The truth is that Israel and its acolytes simply could not countenance the idea of a British prime minister who sincerely stood for Palestinian national rights, and they doubled down once the 2017 general election seemed to narrow the distance between Corbyn and 10 Downing Street. Much of the media, from The Guardian to Israel’s relatively respectable Haaretz, were complicit in this disgraceful campaign.
It is not particularly far-fetched to assume that Netanyahu adviser and spokesman Mark Regev (born Mark Freiburg in Melbourne) was appointed ambassador to London (2016-20) chiefly to coordinate this crusade. Coincidentally or otherwise, Regev was mentor to Freedland during the gap year he spent at an Israeli kibbutz; and Freedland spewed some of the vilest anti-Corbyn bile in his Guardian columns.
He wasn’t alone, of course, but his moral outrage over the Chronicle’s failures and directions rings hollow in the light of his own fakely balanced predilections. He proudly claims that the Freedland byline has appeared in The JC for 71 years (his father was a columnist before him, and infant Jonathan’s birth was announced in the paper), and he hopes to return to it once the publication irons out its issues.

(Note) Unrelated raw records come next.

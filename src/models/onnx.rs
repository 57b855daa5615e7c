//! ONNX model backend.
//!
//! The default backend: the booster is exported to ONNX (e.g. with
//! onnxmltools) and evaluated with ONNX Runtime.

use crate::error::ModelError;
use crate::models::inference::Regressor;
use anyhow::{Context, Result};
use ort::session::{builder::GraphOptimizationLevel, Session};
use ort::value::Tensor;
use std::path::Path;
use std::sync::Mutex;
use tracing::info;

/// Regression model exported to ONNX, run with ONNX Runtime
pub struct OnnxRegressor {
    /// ONNX Runtime session (run needs exclusive access)
    session: Mutex<Session>,
    /// Input name for the model
    input_name: String,
    /// Output name for the predicted value
    output_name: String,
}

impl OnnxRegressor {
    /// Load an ONNX model from file
    pub fn load<P: AsRef<Path>>(path: P, onnx_threads: usize) -> Result<Self> {
        let path = path.as_ref();

        ort::init().commit()?;
        info!(path = %path.display(), threads = onnx_threads, "Loading ONNX model");

        let session = Session::builder()?
            .with_optimization_level(GraphOptimizationLevel::Level3)?
            .with_intra_threads(onnx_threads)?
            .commit_from_file(path)
            .context(format!("Failed to load model from {:?}", path))?;

        let input_name = session
            .inputs
            .first()
            .map(|i| i.name.clone())
            .unwrap_or_else(|| "float_input".to_string());

        let output_names: Vec<&str> = session.outputs.iter().map(|o| o.name.as_str()).collect();
        let output_name =
            select_output_name(&output_names).unwrap_or_else(|| "variable".to_string());

        info!(input = %input_name, output = %output_name, "ONNX model loaded");

        Ok(Self {
            session: Mutex::new(session),
            input_name,
            output_name,
        })
    }
}

/// Pick the output carrying the predicted value.
///
/// Converters name the regression output `variable`; anything containing
/// `variable` or `output` wins, else the first output.
fn select_output_name(names: &[&str]) -> Option<String> {
    names
        .iter()
        .find(|n| n.contains("variable") || n.contains("output"))
        .or_else(|| names.first())
        .map(|n| n.to_string())
}

impl Regressor for OnnxRegressor {
    fn name(&self) -> &str {
        "onnx"
    }

    fn feature_names(&self) -> Option<&[String]> {
        None
    }

    fn predict(&self, row: &[f64]) -> Result<f64, ModelError> {
        // shape [1, num_features]
        let shape = vec![1_i64, row.len() as i64];
        let data: Vec<f32> = row.iter().map(|&v| v as f32).collect();
        let input_tensor = Tensor::from_array((shape, data))
            .map_err(|e| ModelError::Runtime(format!("input tensor: {}", e)))?;

        let mut session = self
            .session
            .lock()
            .map_err(|e| ModelError::Runtime(format!("lock error: {}", e)))?;
        let outputs = session
            .run(ort::inputs![&self.input_name => input_tensor])
            .map_err(|e| ModelError::Runtime(e.to_string()))?;

        let output = outputs
            .get(&self.output_name)
            .ok_or_else(|| ModelError::Runtime(format!("missing output {:?}", self.output_name)))?;
        let (_, values) = output
            .try_extract_tensor::<f32>()
            .map_err(|e| ModelError::Runtime(e.to_string()))?;

        values
            .first()
            .map(|&v| v as f64)
            .ok_or_else(|| ModelError::Runtime("empty output tensor".to_string()))
    }
}

#[cfg(test)]
mod tests {
    use super::*;
    use std::io::Write;

    /// MatMul + Add graph over 7 inputs: output = sum(inputs) + 0.5
    const SUM_REGRESSOR: &str = concat!(env!("CARGO_MANIFEST_DIR"), "/testdata/sum_regressor.onnx");

    #[test]
    fn test_output_name_selection() {
        assert_eq!(
            select_output_name(&["label", "variable"]),
            Some("variable".to_string())
        );
        assert_eq!(
            select_output_name(&["probabilities", "output_value"]),
            Some("output_value".to_string())
        );
        assert_eq!(select_output_name(&["y"]), Some("y".to_string()));
        assert_eq!(select_output_name(&[]), None);
    }

    #[test]
    fn test_missing_file_fails_to_load() {
        assert!(OnnxRegressor::load("nowhere/lightgbm_model.onnx", 1).is_err());
    }

    #[test]
    fn test_corrupt_file_fails_to_load() {
        let mut file = tempfile::Builder::new().suffix(".onnx").tempfile().unwrap();
        file.write_all(b"definitely not a protobuf graph").unwrap();
        assert!(OnnxRegressor::load(file.path(), 1).is_err());
    }

    #[test]
    fn test_single_row_inference() {
        let model = OnnxRegressor::load(SUM_REGRESSOR, 1).unwrap();
        assert_eq!(model.name(), "onnx");
        assert_eq!(model.input_name, "float_input");
        assert_eq!(model.output_name, "variable");

        let value = model.predict(&[1.0, 0.0, 2.0, 2.0, 1.0, 1.0, 1.0]).unwrap();
        assert!((value - 8.5).abs() < 1e-5);
    }

    #[test]
    fn test_wrong_width_is_a_runtime_error() {
        let model = OnnxRegressor::load(SUM_REGRESSOR, 1).unwrap();
        assert!(matches!(
            model.predict(&[1.0, 2.0]),
            Err(ModelError::Runtime(_))
        ));
    }
}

These issues include the Chronicle’s opaque ownership structure since 2020, when it was rescued after supposedly COVID-inspired insolvency by a mysterious white knight (or knights) via a consortium led by Sir Robbie Gibb, once a spin doctor for former Conservative prime minister Theresa May (who was unexpectedly thrust into minority government after the 2017 election) and currently a government-appointed BBC director. In the latter role, Gibb presumably subscribes to the BBC’s rules of impartiality (which have never been uniformly applied, and tend to go out of the window whenever Israel crops up), yet studiously ignores Chronicle editor Jake Wallis Simons’ ridiculous complaints about the BBC’s “Israelophobia” in its Gaza reportage and comments.
Former long-time Guardian editor Alan Rusbridger has raised pertinent (and as yet unanswered) queries about The JC’s ownership in his Prospect magazine, lately updated in The Independent. No one, though, appears to have contemplated the possibility that it might, directly or otherwise, be a proxy for the abominable Netanyahu regime, and a vehicle for the toxic hasbara that contaminates discourse about Israel’s Nazi-like aspirations to Lebensraum across much of the West and particularly in the Anglosphere. It’s worth remembering that as far back as 1968, The JC’s claim of antisemitism about anti-Zionist Labour MP Christopher Mayhew led to a public apology from the Chronicle, and it has lost several libel suits since then.
Expecting Western media to adjust its moral compass in the Zionist context might be futile, but the Chronicle saga demands exploration that goes beyond the “one bad apple” trope. Mind you, holding your breath on that score might prove detrimental to your well-being.